📜 ⬆️ ⬇️

Do-it-yourself audio codec

current edition of the article on the Makeloft website

I think that for many people , lossy audio compression resembles a magical black box, where in a surprisingly complex way using mathematical alchemy, data is compressed due to loss of redundant information, poorly distinguished or inaudible human ear, and, as a result, some reduction in recording quality. However, immediately assess the materiality of such losses and understand their essence is not very easy.

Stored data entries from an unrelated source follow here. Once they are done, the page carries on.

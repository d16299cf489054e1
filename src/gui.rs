use egui::Widget;
use glam::Vec2;
use particle_field::{FieldConfig, LayerState};

pub struct EguiIntegration {
    pub ctx: egui::Context,
    raw_input: egui::RawInput,
    modifiers: egui::Modifiers,

    renderer: egui_wgpu::Renderer,
    clipped_shapes: Vec<egui::ClippedPrimitive>,
    textures_delta: egui::TexturesDelta,
}

impl EguiIntegration {
    pub fn new(device: &wgpu::Device, swapchain_format: wgpu::TextureFormat) -> Self {
        let renderer = egui_wgpu::Renderer::new(device, swapchain_format, None, 1);

        Self {
            ctx: egui::Context::default(),
            raw_input: egui::RawInput::default(),
            modifiers: Default::default(),

            renderer,
            clipped_shapes: Vec::new(),
            textures_delta: egui::TexturesDelta::default(),
        }
    }

    pub fn resize(&mut self, width: u32, height: u32) {
        self.raw_input.screen_rect = Some(egui::Rect::from_min_size(
            Default::default(),
            egui::Vec2::new(width as f32, height as f32),
        ));
    }

    pub fn run<F: FnOnce(&egui::Context)>(&mut self, run_ui: F) {
        let raw_input = std::mem::take(&mut self.raw_input);
        self.ctx.begin_frame(raw_input);
        run_ui(&self.ctx);

        let output = self.ctx.end_frame();
        self.clipped_shapes = self.ctx.tessellate(output.shapes, output.pixels_per_point);
        self.textures_delta = output.textures_delta;
    }

    /// Uploads this frame's meshes and textures. Returns command buffers
    /// egui wants submitted before the main encoder.
    pub fn pre_render(
        &mut self,
        device: &wgpu::Device,
        queue: &wgpu::Queue,
        encoder: &mut wgpu::CommandEncoder,
        delta_time: f32,
    ) -> Vec<wgpu::CommandBuffer> {
        self.raw_input.predicted_dt = delta_time;

        for (id, delta) in &self.textures_delta.set {
            self.renderer.update_texture(device, queue, *id, delta);
        }

        let command_buffers = self.renderer.update_buffers(
            device,
            queue,
            encoder,
            &self.clipped_shapes,
            &self.screen_descriptor(),
        );

        for id in &self.textures_delta.free {
            self.renderer.free_texture(id);
        }
        self.textures_delta.clear();

        command_buffers
    }

    pub fn render<'a>(&'a self, rpass: &mut wgpu::RenderPass<'a>) {
        self.renderer
            .render(rpass, &self.clipped_shapes, &self.screen_descriptor());
    }

    fn screen_descriptor(&self) -> egui_wgpu::ScreenDescriptor {
        let screen_rect = self.ctx.screen_rect();
        egui_wgpu::ScreenDescriptor {
            size_in_pixels: [screen_rect.width() as u32, screen_rect.height() as u32],
            pixels_per_point: self.ctx.pixels_per_point(),
        }
    }

    pub fn modifiers_event(&mut self, event: winit::event::Modifiers) {
        let state = event.state();
        self.modifiers.alt = state.alt_key();
        self.modifiers.ctrl = state.control_key();
        self.modifiers.shift = state.shift_key();
        self.modifiers.mac_cmd = state.super_key();
        self.modifiers.command = state.control_key() | state.super_key();
    }

    /// Forwards keys the overlay's text fields need: typed characters and
    /// the editing keys.
    pub fn key_event(&mut self, event: &winit::event::KeyEvent) {
        use winit::keyboard::{Key, NamedKey};

        let pressed = event.state.is_pressed();
        let key = match &event.logical_key {
            Key::Character(text) => {
                if pressed {
                    self.raw_input.events.push(egui::Event::Text(text.to_string()));
                }
                return;
            }
            Key::Named(NamedKey::Backspace) => egui::Key::Backspace,
            Key::Named(NamedKey::Delete) => egui::Key::Delete,
            Key::Named(NamedKey::Enter) => egui::Key::Enter,
            Key::Named(NamedKey::Tab) => egui::Key::Tab,
            Key::Named(NamedKey::Escape) => egui::Key::Escape,
            Key::Named(NamedKey::ArrowLeft) => egui::Key::ArrowLeft,
            Key::Named(NamedKey::ArrowRight) => egui::Key::ArrowRight,
            Key::Named(NamedKey::ArrowUp) => egui::Key::ArrowUp,
            Key::Named(NamedKey::ArrowDown) => egui::Key::ArrowDown,
            Key::Named(NamedKey::Home) => egui::Key::Home,
            Key::Named(NamedKey::End) => egui::Key::End,
            _ => return,
        };

        self.raw_input.events.push(egui::Event::Key {
            key,
            physical_key: None,
            pressed,
            repeat: event.repeat,
            modifiers: self.modifiers,
        });
    }

    pub fn mouse_event(
        &mut self,
        position: Vec2,
        state: winit::event::ElementState,
        button: winit::event::MouseButton,
    ) {
        let button = match button {
            winit::event::MouseButton::Left => egui::PointerButton::Primary,
            winit::event::MouseButton::Right => egui::PointerButton::Secondary,
            winit::event::MouseButton::Middle => egui::PointerButton::Middle,
            _ => return,
        };

        self.raw_input.events.push(egui::Event::PointerButton {
            pos: egui::Pos2::new(position.x, position.y),
            button,
            pressed: state.is_pressed(),
            modifiers: self.modifiers,
        });
    }

    pub fn mouse_motion(&mut self, position: Vec2) {
        self.raw_input
            .events
            .push(egui::Event::PointerMoved(egui::Pos2::new(
                position.x, position.y,
            )));
    }

    pub fn mouse_left(&mut self) {
        self.raw_input.events.push(egui::Event::PointerGone);
    }

    pub fn wants_keyboard_input(&self) -> bool {
        self.ctx.wants_keyboard_input()
    }
}

/// What the overlay shows about the running field.
pub struct OverlayStats {
    pub state: Option<LayerState>,
    pub fps: f32,
    pub particles: usize,
    pub cursor: Option<Vec2>,
    pub cursor_active: bool,
}

pub enum OverlayAction {
    Apply(FieldConfig),
    ToggleLayer,
    Reinitialize,
}

pub struct Overlay {
    pub visible: bool,
    edited: FieldConfig,
}

impl Overlay {
    pub fn new(visible: bool, config: FieldConfig) -> Self {
        Self {
            visible,
            edited: config,
        }
    }

    pub fn ui(&mut self, ctx: &egui::Context, stats: &OverlayStats) -> Option<OverlayAction> {
        if !self.visible {
            return None;
        }

        let mut action = None;
        egui::Window::new("Particle Field")
            .default_width(180.0)
            .show(ctx, |ui| {
                let state = match stats.state {
                    Some(LayerState::Running) => "Running",
                    Some(LayerState::Stopped) => "Stopped",
                    None => "Inert",
                };
                ui.label(format!("Layer: {state}"));
                ui.label(format!("FPS {:.1}", stats.fps));
                ui.label(format!("Particles {}", stats.particles));
                match stats.cursor {
                    Some(cursor) => ui.label(format!(
                        "Cursor {:.0}, {:.0}{}",
                        cursor.x,
                        cursor.y,
                        if stats.cursor_active { "" } else { " (content)" }
                    )),
                    None => ui.label("Cursor outside window"),
                };

                ui.horizontal(|ui| {
                    if ui.button("Mount/Unmount [Space]").clicked() {
                        action = Some(OverlayAction::ToggleLayer);
                    }
                    if ui.button("Respawn [R]").clicked() {
                        action = Some(OverlayAction::Reinitialize);
                    }
                });

                ui.separator();
                egui::DragValue::new(&mut self.edited.particle_count)
                    .clamp_range(0..=2000)
                    .suffix(" Particles")
                    .ui(ui);
                egui::DragValue::new(&mut self.edited.connection_distance)
                    .clamp_range(1.0..=1000.0)
                    .suffix(" px Connections")
                    .ui(ui);
                egui::DragValue::new(&mut self.edited.cursor_distance)
                    .clamp_range(1.0..=1000.0)
                    .suffix(" px Cursor")
                    .ui(ui);
                egui::DragValue::new(&mut self.edited.speed)
                    .clamp_range(0.0..=10.0)
                    .speed(0.01)
                    .suffix(" Speed")
                    .ui(ui);

                if ui.button("Apply").clicked() {
                    action = Some(OverlayAction::Apply(self.edited));
                }

                if stats.particles > 500 {
                    ui.colored_label(
                        egui::Color32::YELLOW,
                        "Connections are checked pairwise, large counts get slow",
                    );
                }
            });

        action
    }
}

But today we will try to find out what is the matter there and thanks to what a similar data compression process is possible dozens of times ...

It is time to remove the curtain, open the door and take a first look at the mysterious algorithm disturbing the minds and hearts, welcome to the exposing session !
')


An uncompressed audio stream is an array of integers ( C # short ), for example, coming from the microphone's buffer. It is a discrete set of amplitude values ​​of an analog signal taken at regular intervals (that is, with a certain sampling rate and level quantization).

image
* for simplicity, hereinafter we will consider the classic mono signal

If you immediately write this array to a file, then even a short time interval will turn out to be quite voluminous. It is clear that, apparently, in such a streaming signal contains a lot of redundant data, so the question arises how to select the right and remove the redundant? The answer is simple and harsh - use Fourier transform .

Yes, the very thing that we regularly talk about at technical universities and that, we successfully manage to forget. However, it does not matter - we study the introductory presentation and read the article , where the issue is considered in more than detail. We only need the algorithm itself, the size of which is only 32 lines of C # code.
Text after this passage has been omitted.